WHAT THIS TASK INVOLVES: The lines wanted are those in the data below that include "type".

Dataset records

######

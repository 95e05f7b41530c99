//! # Design
//!
//! - Centralize application-level errors for bootstrap and serving.
//! - Keep error messages constant while carrying context fields for debugging.
//! - Preserve source errors without re-logging at call sites.

use std::io;
use std::net::SocketAddr;

use thiserror::Error;

/// Result alias for application operations.
pub type AppResult<T> = Result<T, AppError>;

/// Application-level error type.
#[derive(Debug, Error)]
pub enum AppError {
    /// Telemetry operations failed.
    #[error("telemetry operation failed")]
    Telemetry {
        /// Operation identifier.
        operation: &'static str,
        /// Source telemetry error.
        source: qbt_exporter_telemetry::TelemetryError,
    },
    /// qBittorrent client operations failed.
    #[error("qbittorrent client operation failed")]
    Client {
        /// Operation identifier.
        operation: &'static str,
        /// Source client error.
        source: qbt_exporter_client::ClientError,
    },
    /// Configuration values were invalid.
    #[error("invalid configuration")]
    InvalidConfig {
        /// Field name that failed validation.
        field: &'static str,
        /// Machine-readable reason for the failure.
        reason: &'static str,
        /// Optional value associated with the failure.
        value: Option<String>,
    },
    /// Resolving the listener host failed.
    #[error("failed to resolve listener host")]
    Resolve {
        /// Host name as configured.
        host: String,
        /// Underlying resolver error.
        source: io::Error,
    },
    /// Binding the metrics listener failed.
    #[error("failed to bind metrics listener")]
    Bind {
        /// Address attempted.
        addr: SocketAddr,
        /// Underlying IO error.
        source: io::Error,
    },
    /// Serving the metrics endpoint failed.
    #[error("metrics server terminated unexpectedly")]
    Serve {
        /// Underlying IO error.
        source: io::Error,
    },
}

impl AppError {
    pub(crate) const fn telemetry(
        operation: &'static str,
        source: qbt_exporter_telemetry::TelemetryError,
    ) -> Self {
        Self::Telemetry { operation, source }
    }

    pub(crate) const fn client(
        operation: &'static str,
        source: qbt_exporter_client::ClientError,
    ) -> Self {
        Self::Client { operation, source }
    }
}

######

ANSWER SPACE:
pub type AppResult<T> = Result<T, AppError>;
/// Application-level error type.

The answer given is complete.